[About this task]:
Retype the material below, keeping each line identical.
Material to process Block Start
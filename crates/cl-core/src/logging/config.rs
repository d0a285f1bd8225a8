//! Stderr log settings: level, line format and timestamps.
//!
//! CLI flags win over `CL_LOG`, `CL_LOG_FORMAT` and `CL_LOG_TIMESTAMPS`.

use serde::{Deserialize, Serialize};
use std::fmt;
use std::str::FromStr;

#[derive(Debug, Clone, Copy, PartialEq, Eq, Default, Serialize, Deserialize)]
#[serde(rename_all = "lowercase")]
pub enum LogFormat {
    #[default]
    Human,
    /// One JSON object per line.
    Jsonl,
}

impl LogFormat {
    fn name(self) -> &'static str {
        match self {
            LogFormat::Human => "human",
            LogFormat::Jsonl => "jsonl",
        }
    }
}

impl FromStr for LogFormat {
    type Err = String;

    fn from_str(s: &str) -> Result<Self, Self::Err> {
        match s.trim().to_lowercase().as_str() {
            "human" | "text" => Ok(LogFormat::Human),
            "jsonl" | "json" => Ok(LogFormat::Jsonl),
            other => Err(format!("unknown log format '{}' (expected human or jsonl)", other)),
        }
    }
}

impl fmt::Display for LogFormat {
    fn fmt(&self, f: &mut fmt::Formatter<'_>) -> fmt::Result {
        f.write_str(self.name())
    }
}

/// Minimum severity written to stderr. Rendered as an `EnvFilter` directive.
#[derive(Debug, Clone, Copy, PartialEq, Eq, Default, Serialize, Deserialize)]
#[serde(rename_all = "lowercase")]
pub enum LogLevel {
    Trace,
    Debug,
    #[default]
    Info,
    Warn,
    Error,
    Off,
}

impl LogLevel {
    const ALL: [LogLevel; 6] = [
        LogLevel::Trace,
        LogLevel::Debug,
        LogLevel::Info,
        LogLevel::Warn,
        LogLevel::Error,
        LogLevel::Off,
    ];

    fn name(self) -> &'static str {
        match self {
            LogLevel::Trace => "trace",
            LogLevel::Debug => "debug",
            LogLevel::Info => "info",
            LogLevel::Warn => "warn",
            LogLevel::Error => "error",
            LogLevel::Off => "off",
        }
    }
}

impl FromStr for LogLevel {
    type Err = String;

    fn from_str(s: &str) -> Result<Self, Self::Err> {
        let wanted = s.trim().to_lowercase();
        if wanted == "warning" {
            return Ok(LogLevel::Warn);
        }
        LogLevel::ALL
            .into_iter()
            .find(|level| level.name() == wanted)
            .ok_or_else(|| format!("unknown log level '{}'", s))
    }
}

impl fmt::Display for LogLevel {
    fn fmt(&self, f: &mut fmt::Formatter<'_>) -> fmt::Result {
        f.write_str(self.name())
    }
}

#[derive(Debug, Clone)]
pub struct LogConfig {
    pub format: LogFormat,
    pub level: LogLevel,
    /// Prefix human-format lines with a timestamp. JSON lines always carry one.
    pub timestamps: bool,
}

impl Default for LogConfig {
    fn default() -> Self {
        LogConfig {
            format: LogFormat::Human,
            level: LogLevel::Info,
            timestamps: true,
        }
    }
}

impl LogConfig {
    /// Resolve from `CL_LOG`, `CL_LOG_FORMAT` and `CL_LOG_TIMESTAMPS`, then
    /// apply CLI overrides. `RUST_LOG` is read by [`super::init_logging`]
    /// directly and replaces the level filter as a whole.
    pub fn from_env(cli_level: Option<LogLevel>, cli_format: Option<LogFormat>) -> Self {
        Self::from_lookup(|key| std::env::var(key).ok(), cli_level, cli_format)
    }

    fn from_lookup(
        lookup: impl Fn(&str) -> Option<String>,
        cli_level: Option<LogLevel>,
        cli_format: Option<LogFormat>,
    ) -> Self {
        let env_level = lookup("CL_LOG").and_then(|v| v.parse().ok());
        let env_format = lookup("CL_LOG_FORMAT").and_then(|v| v.parse().ok());
        let timestamps = lookup("CL_LOG_TIMESTAMPS")
            .map(|v| !matches!(v.trim().to_lowercase().as_str(), "0" | "false" | "off" | "no"))
            .unwrap_or(true);

        let defaults = LogConfig::default();
        LogConfig {
            format: cli_format.or(env_format).unwrap_or(defaults.format),
            level: cli_level.or(env_level).unwrap_or(defaults.level),
            timestamps,
        }
    }
}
Material to process Block End
[Written response]:
filename crates/cl-core/src/logging/config.rs
repository d0a285f1bd8225a8
//! Stderr log settings: level, line format and timestamps.
//!
//! CLI flags win over `CL_LOG`, `CL_LOG_FORMAT` and `CL_LOG_TIMESTAMPS`.

use serde::{Deserialize, Serialize};
use std::fmt;
use std::str::FromStr;

#[derive(Debug, Clone, Copy, PartialEq, Eq, Default, Serialize, Deserialize)]
#[serde(rename_all = "lowercase")]
pub enum LogFormat {
    #[default]
    Human,
    /// One JSON object per line.
    Jsonl,
}

impl LogFormat {
    fn name(self) -> &'static str {
        match self {
            LogFormat::Human => "human",
            LogFormat::Jsonl => "jsonl",
        }
    }
}

impl FromStr for LogFormat {
    type Err = String;

    fn from_str(s: &str) -> Result<Self, Self::Err> {
        match s.trim().to_lowercase().as_str() {
            "human" | "text" => Ok(LogFormat::Human),
            "jsonl" | "json" => Ok(LogFormat::Jsonl),
            other => Err(format!("unknown log format '{}' (expected human or jsonl)", other)),
        }
    }
}

impl fmt::Display for LogFormat {
    fn fmt(&self, f: &mut fmt::Formatter<'_>) -> fmt::Result {
        f.write_str(self.name())
    }
}

/// Minimum severity written to stderr. Rendered as an `EnvFilter` directive.
#[derive(Debug, Clone, Copy, PartialEq, Eq, Default, Serialize, Deserialize)]
#[serde(rename_all = "lowercase")]
pub enum LogLevel {
    Trace,
    Debug,
    #[default]
    Info,
    Warn,
    Error,
    Off,
}

impl LogLevel {
    const ALL: [LogLevel; 6] = [
        LogLevel::Trace,
        LogLevel::Debug,
        LogLevel::Info,
        LogLevel::Warn,
        LogLevel::Error,
        LogLevel::Off,
    ];

    fn name(self) -> &'static str {
        match self {
            LogLevel::Trace => "trace",
            LogLevel::Debug => "debug",
            LogLevel::Info => "info",
            LogLevel::Warn => "warn",
            LogLevel::Error => "error",
            LogLevel::Off => "off",
        }
    }
}

impl FromStr for LogLevel {
    type Err = String;

    fn from_str(s: &str) -> Result<Self, Self::Err> {
        let wanted = s.trim().to_lowercase();
        if wanted == "warning" {
            return Ok(LogLevel::Warn);
        }
        LogLevel::ALL
            .into_iter()
            .find(|level| level.name() == wanted)
            .ok_or_else(|| format!("unknown log level '{}'", s))
    }
}

impl fmt::Display for LogLevel {
    fn fmt(&self, f: &mut fmt::Formatter<'_>) -> fmt::Result {
        f.write_str(self.name())
    }
}

#[derive(Debug, Clone)]
pub struct LogConfig {
    pub format: LogFormat,
    pub level: LogLevel,
    /// Prefix human-format lines with a timestamp. JSON lines always carry one.
    pub timestamps: bool,
}

impl Default for LogConfig {
    fn default() -> Self {
        LogConfig {
            format: LogFormat::Human,
            level: LogLevel::Info,
            timestamps: true,
        }
    }
}

impl LogConfig {
    /// Resolve from `CL_LOG`, `CL_LOG_FORMAT` and `CL_LOG_TIMESTAMPS`, then
    /// apply CLI overrides. `RUST_LOG` is read by [`super::init_logging`]
    /// directly and replaces the level filter as a whole.
    pub fn from_env(cli_level: Option<LogLevel>, cli_format: Option<LogFormat>) -> Self {
        Self::from_lookup(|key| std::env::var(key).ok(), cli_level, cli_format)
    }

    fn from_lookup(
        lookup: impl Fn(&str) -> Option<String>,
        cli_level: Option<LogLevel>,
        cli_format: Option<LogFormat>,
    ) -> Self {
        let env_level = lookup("CL_LOG").and_then(|v| v.parse().ok());
        let env_format = lookup("CL_LOG_FORMAT").and_then(|v| v.parse().ok());
        let timestamps = lookup("CL_LOG_TIMESTAMPS")
            .map(|v| !matches!(v.trim().to_lowercase().as_str(), "0" | "false" | "off" | "no"))
            .unwrap_or(true);

        let defaults = LogConfig::default();
        LogConfig {
            format: cli_format.or(env_format).unwrap_or(defaults.format),
            level: cli_level.or(env_level).unwrap_or(defaults.level),
            timestamps,
        }
    }
}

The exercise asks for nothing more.